• Sarah Bauer

If A Tree Falls in a Forest...

To be honest, I'm not sure what this is. If anyone knows, please tell me! I think it's a fungus? Anyway.

During a recent photo walk, I saw many interesting mosses, lichens, and fungi. It got me thinking about the small strange plants that we see every day but don't think much about. Forests wouldn't be forests without them, even though they often look like mere decoration.

CuriosityStream has a fascinating documentary on the fungi kingdom (this is not a sponsored blog post, I just like CuriosityStream). Through it I learned that fungi were the first living things to make a home on land. They made the earth habitable for plants, and gave the first plants a leg - or root - up. The symbiotic relationship between plants and fungi is the reason we have such complex life on Earth today.

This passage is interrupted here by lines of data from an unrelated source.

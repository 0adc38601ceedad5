pub mod scene;
pub mod surface;
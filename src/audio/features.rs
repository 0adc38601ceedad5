use serde::{Deserialize, Serialize};
use std::collections::BTreeMap;
use std::fmt;
use std::str::FromStr;

use crate::error::SketchError;

/// Supported feature extractors.
#[derive(Clone, Copy, Debug, PartialEq, Eq, PartialOrd, Ord, Hash, Serialize, Deserialize)]
#[serde(rename_all = "camelCase")]
pub enum FeatureName {
    Rms,
    Energy,
    Zcr,
    AmplitudeSpectrum,
    PowerSpectrum,
    SpectralCentroid,
    SpectralFlatness,
    SpectralRolloff,
    SpectralSpread,
    Loudness,
    PerceptualSpread,
    PerceptualSharpness,
}

/// Value layout of a feature, fixed per feature name.
#[derive(Clone, Copy, Debug, PartialEq, Eq)]
pub enum FeatureShape {
    Scalar,
    Vector,
    Loudness,
}

impl FeatureName {
    pub const ALL: [FeatureName; 12] = [
        FeatureName::Rms,
        FeatureName::Energy,
        FeatureName::Zcr,
        FeatureName::AmplitudeSpectrum,
        FeatureName::PowerSpectrum,
        FeatureName::SpectralCentroid,
        FeatureName::SpectralFlatness,
        FeatureName::SpectralRolloff,
        FeatureName::SpectralSpread,
        FeatureName::Loudness,
        FeatureName::PerceptualSpread,
        FeatureName::PerceptualSharpness,
    ];

    pub fn as_str(self) -> &'static str {
        match self {
            FeatureName::Rms => "rms",
            FeatureName::Energy => "energy",
            FeatureName::Zcr => "zcr",
            FeatureName::AmplitudeSpectrum => "amplitudeSpectrum",
            FeatureName::PowerSpectrum => "powerSpectrum",
            FeatureName::SpectralCentroid => "spectralCentroid",
            FeatureName::SpectralFlatness => "spectralFlatness",
            FeatureName::SpectralRolloff => "spectralRolloff",
            FeatureName::SpectralSpread => "spectralSpread",
            FeatureName::Loudness => "loudness",
            FeatureName::PerceptualSpread => "perceptualSpread",
            FeatureName::PerceptualSharpness => "perceptualSharpness",
        }
    }

    pub fn shape(self) -> FeatureShape {
        match self {
            FeatureName::AmplitudeSpectrum | FeatureName::PowerSpectrum => FeatureShape::Vector,
            FeatureName::Loudness => FeatureShape::Loudness,
            _ => FeatureShape::Scalar,
        }
    }
}

impl fmt::Display for FeatureName {
    fn fmt(&self, f: &mut fmt::Formatter<'_>) -> fmt::Result {
        f.write_str(self.as_str())
    }
}

impl FromStr for FeatureName {
    type Err = SketchError;

    fn from_str(s: &str) -> Result<Self, Self::Err> {
        FeatureName::ALL
            .iter()
            .copied()
            .find(|name| name.as_str() == s)
            .ok_or_else(|| SketchError::UnknownFeature(s.to_string()))
    }
}

/// Total loudness plus the per-Bark-band specific loudness.
#[derive(Clone, Debug, PartialEq, Serialize)]
pub struct Loudness {
    pub total: f32,
    pub specific: Vec<f32>,
}

#[derive(Clone, Debug, PartialEq, Serialize)]
#[serde(untagged)]
pub enum FeatureValue {
    Scalar(f32),
    Vector(Vec<f32>),
    Loudness(Loudness),
}

/// Features extracted from one audio buffer.
#[derive(Clone, Debug, Default, PartialEq, Serialize)]
pub struct AnalysisRecord {
    values: BTreeMap<FeatureName, FeatureValue>,
}

impl AnalysisRecord {
    pub fn new() -> Self {
        Self::default()
    }

    #[cfg(test)]
    pub fn with(mut self, name: FeatureName, value: FeatureValue) -> Self {
        self.insert(name, value);
        self
    }

    pub fn insert(&mut self, name: FeatureName, value: FeatureValue) {
        self.values.insert(name, value);
    }

    /// Scalar value of `name`. Loudness resolves to its total.
    pub fn scalar(&self, name: FeatureName) -> Option<f32> {
        match self.values.get(&name)? {
            FeatureValue::Scalar(v) => Some(*v),
            FeatureValue::Loudness(l) => Some(l.total),
            FeatureValue::Vector(_) => None,
        }
    }

    pub fn vector(&self, name: FeatureName) -> Option<&[f32]> {
        match self.values.get(&name)? {
            FeatureValue::Vector(v) => Some(v),
            _ => None,
        }
    }

    pub fn loudness(&self) -> Option<&Loudness> {
        match self.values.get(&FeatureName::Loudness)? {
            FeatureValue::Loudness(l) => Some(l),
            _ => None,
        }
    }
}

/// Allow-list of features extracted for a session, in canonical order.
#[derive(Clone, Debug, PartialEq, Eq)]
pub struct FeatureSet {
    names: Vec<FeatureName>,
}

impl FeatureSet {
    pub fn new(names: &[FeatureName]) -> Self {
        let mut names = names.to_vec();
        names.sort();
        names.dedup();
        Self { names }
    }

    pub fn all() -> Self {
        Self::new(&FeatureName::ALL)
    }

    pub fn contains(&self, name: FeatureName) -> bool {
        self.names.binary_search(&name).is_ok()
    }

    pub fn iter(&self) -> impl Iterator<Item = FeatureName> + '_ {
        self.names.iter().copied()
    }

    pub fn is_empty(&self) -> bool {
        self.names.is_empty()
    }

    /// Features required by `required` that this set does not provide.
    pub fn missing(&self, required: &[FeatureName]) -> Vec<FeatureName> {
        required.iter().copied().filter(|n| !self.contains(*n)).collect()
    }
}

#[cfg(test)]
mod tests {
    use super::*;

    #[test]
    fn parses_camel_case_names() {
        assert_eq!("spectralCentroid".parse::<FeatureName>(), Ok(FeatureName::SpectralCentroid));
        assert_eq!("rms".parse::<FeatureName>(), Ok(FeatureName::Rms));
        assert_eq!(
            "spectralFlux".parse::<FeatureName>(),
            Err(SketchError::UnknownFeature("spectralFlux".into()))
        );
    }

    #[test]
    fn serde_names_match_display() {
        for name in FeatureName::ALL {
            let json = serde_json::to_string(&name).unwrap();
            assert_eq!(json, format!("\"{}\"", name));
        }
    }

    #[test]
    fn scalar_accessor_projects_loudness() {
        let record = AnalysisRecord::new()
            .with(FeatureName::Rms, FeatureValue::Scalar(0.25))
            .with(
                FeatureName::Loudness,
                FeatureValue::Loudness(Loudness { total: 7.0, specific: vec![3.0, 4.0] }),
            )
            .with(FeatureName::PowerSpectrum, FeatureValue::Vector(vec![1.0, 2.0]));

        assert_eq!(record.scalar(FeatureName::Rms), Some(0.25));
        assert_eq!(record.scalar(FeatureName::Loudness), Some(7.0));
        assert_eq!(record.scalar(FeatureName::PowerSpectrum), None);
        assert_eq!(record.vector(FeatureName::PowerSpectrum), Some(&[1.0, 2.0][..]));
        assert!(record.scalar(FeatureName::Zcr).is_none());
    }

    #[test]
    fn feature_set_dedups_and_reports_missing() {
        let set = FeatureSet::new(&[FeatureName::Rms, FeatureName::Loudness, FeatureName::Rms]);
        assert_eq!(set.iter().count(), 2);
        assert!(set.contains(FeatureName::Loudness));
        assert_eq!(
            set.missing(&[FeatureName::Rms, FeatureName::SpectralCentroid]),
            vec![FeatureName::SpectralCentroid]
        );
    }
}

Fungi still play an important role in the growth of forests. Their complex rootlike system connects with the roots of trees. The trees exchange nutrients and information with the fungi and with each other like a system of roads... or like the Internet. Many scientists even call this system the Wood Wide Web.

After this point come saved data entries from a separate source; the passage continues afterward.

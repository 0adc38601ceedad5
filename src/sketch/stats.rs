use serde::Serialize;
use std::cmp::Ordering;

use super::session::{FeatureSeries, GroupedFeatures};
use crate::audio::features::FeatureName;

/// Summary of one scalar feature over a finished session.
#[derive(Clone, Debug, PartialEq, Serialize)]
pub struct FeatureStatistics {
    pub feature: FeatureName,
    /// Finite values the statistics were computed from.
    pub samples: usize,
    pub mean: f32,
    /// Population standard deviation divided by `max - min`.
    pub std: f32,
    pub min: f32,
    pub max: f32,
}

#[derive(Clone, Debug, Serialize)]
pub struct SessionSummary {
    pub records: usize,
    /// Ascending by normalized standard deviation, NaN last.
    pub features: Vec<FeatureStatistics>,
}

/// Statistics over the finite entries of `values`.
///
/// With no finite entries every statistic is NaN; a constant series has a NaN std.
pub fn describe(feature: FeatureName, values: &[f32]) -> FeatureStatistics {
    let finite: Vec<f64> = values
        .iter()
        .filter(|v| v.is_finite())
        .map(|&v| f64::from(v))
        .collect();

    if finite.is_empty() {
        return FeatureStatistics {
            feature,
            samples: 0,
            mean: f32::NAN,
            std: f32::NAN,
            min: f32::NAN,
            max: f32::NAN,
        };
    }

    let n = finite.len() as f64;
    let min = finite.iter().copied().fold(f64::INFINITY, f64::min);
    let max = finite.iter().copied().fold(f64::NEG_INFINITY, f64::max);
    let mean = finite.iter().sum::<f64>() / n;
    let variance = finite.iter().map(|v| (v - mean).powi(2)).sum::<f64>() / n;
    let std = variance.sqrt() / (max - min);

    FeatureStatistics {
        feature,
        samples: finite.len(),
        mean: mean as f32,
        std: std as f32,
        min: min as f32,
        max: max as f32,
    }
}

/// Describe every scalar feature and rank by variability. Spectra are skipped.
pub fn summarize(grouped: &GroupedFeatures) -> SessionSummary {
    let mut features: Vec<FeatureStatistics> = grouped
        .series
        .iter()
        .filter_map(|(name, series)| match series {
            FeatureSeries::Scalars(values) => Some(describe(*name, values)),
            FeatureSeries::Vectors(_) => None,
        })
        .collect();

    features.sort_by(|a, b| match (a.std.is_nan(), b.std.is_nan()) {
        (false, false) => a.std.partial_cmp(&b.std).unwrap_or(Ordering::Equal),
        (false, true) => Ordering::Less,
        (true, false) => Ordering::Greater,
        (true, true) => Ordering::Equal,
    });

    SessionSummary {
        records: grouped.records,
        features,
    }
}

#[cfg(test)]
mod tests {
    use super::*;

    fn approx(a: f32, b: f32) -> bool {
        (a - b).abs() < 1e-4
    }

    #[test]
    fn population_statistics() {
        let stats = describe(FeatureName::Rms, &[1.0, 2.0, 3.0, 4.0, 5.0]);
        assert_eq!(stats.samples, 5);
        assert!(approx(stats.mean, 3.0));
        assert_eq!(stats.min, 1.0);
        assert_eq!(stats.max, 5.0);
        assert!(approx(stats.std, 2.0f32.sqrt() / 4.0));
        assert!(approx(stats.std, 0.3536));
    }

    #[test]
    fn non_finite_values_are_filtered() {
        let stats = describe(
            FeatureName::Zcr,
            &[f32::NAN, 1.0, f32::INFINITY, 3.0, f32::NEG_INFINITY],
        );
        assert_eq!(stats.samples, 2);
        assert!(approx(stats.mean, 2.0));
        assert_eq!(stats.min, 1.0);
        assert_eq!(stats.max, 3.0);
    }

    #[test]
    fn empty_series_propagates_nan() {
        let stats = describe(FeatureName::Energy, &[f32::NAN, f32::INFINITY]);
        assert_eq!(stats.samples, 0);
        assert!(stats.mean.is_nan() && stats.std.is_nan());
        assert!(stats.min.is_nan() && stats.max.is_nan());
    }

    #[test]
    fn constant_series_has_nan_std() {
        let stats = describe(FeatureName::Rms, &[2.0, 2.0]);
        assert!(approx(stats.mean, 2.0));
        assert!(stats.std.is_nan());
    }

    #[test]
    fn ranks_ascending_and_skips_spectra() {
        let grouped = GroupedFeatures {
            records: 4,
            series: vec![
                // normalized std 0.5
                (FeatureName::Rms, FeatureSeries::Scalars(vec![0.0, 1.0, 0.0, 1.0])),
                (FeatureName::PowerSpectrum, FeatureSeries::Vectors(vec![vec![1.0]; 4])),
                // NaN std
                (FeatureName::Energy, FeatureSeries::Scalars(vec![1.0; 4])),
                // normalized std ~0.433
                (FeatureName::Zcr, FeatureSeries::Scalars(vec![0.0, 0.0, 0.0, 1.0])),
            ],
        };
        let summary = summarize(&grouped);
        let order: Vec<FeatureName> = summary.features.iter().map(|s| s.feature).collect();
        assert_eq!(order, vec![FeatureName::Zcr, FeatureName::Rms, FeatureName::Energy]);
        assert_eq!(summary.records, 4);
    }
}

Before we knew this, humans have always had a sense that nature is interconnected. This belief is present in most major religions. Different species may be focused on their own survival in the long run, but in order for them to survive they must depend on other species. I don't just mean this in the sense that deer eat grass, then bears eat deer. Symbiotic relationships exist everywhere throughout all levels of life.

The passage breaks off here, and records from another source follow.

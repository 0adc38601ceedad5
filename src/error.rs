use thiserror::Error;

/// Configuration and construction faults.
///
/// Numeric problems in the audio data itself (NaN samples, silent spectra)
/// are never reported through this type; they degrade the visuals instead.
#[derive(Error, Debug, Clone, PartialEq)]
pub enum SketchError {
    #[error("smoothing window size must be at least 1")]
    ZeroWindow,

    #[error("bucket count must be at least 1")]
    ZeroBuckets,

    #[error("buffer size must be a power of two >= 2, got {0}")]
    InvalidBufferSize(usize),

    #[error("canvas dimensions must be non-zero, got {width}x{height}")]
    InvalidCanvas { width: u32, height: u32 },

    #[error("invalid range for {name}: [{min}, {max}]")]
    InvalidRange { name: &'static str, min: f32, max: f32 },

    #[error("unknown feature '{0}'")]
    UnknownFeature(String),

    #[error("malformed utterance '{0}', expected TIME:TEXT")]
    MalformedUtterance(String),
}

Lichen are a symbiotic combination of algae and cyanobacteria that together make one organism. Our bodies contain more bacteria and microorganisms than cells. Cleaner wrasse, a type of fish, have evolved specifically to eat dead skin cells and parasites off of other fish. They even get along with sharks.

If something goes wrong with any one of these species, the effect is felt by the whole ecosystem. The Wood Wide Web that lies beneath the surface of every forest on Earth means that trees from across the forest can communicate with each other. Even if they seem independent on the surface, they still rely on their neighbors to grow strong. Our World Wide Web is a similar system. With it, people support each other, sending information and even resources through a hidden network. Even though the Internet seems like the most unnatural thing humans have created, it still has its roots - pun somewhat intended - in the natural world.

Survival of the fittest has never meant that only the strongest or smartest of the species survive. In nature, it's one's ability to adapt that is most important. Often, the best way to do that is to give and receive help from those around you.

If a tree falls in a forest, the entire forest hears it.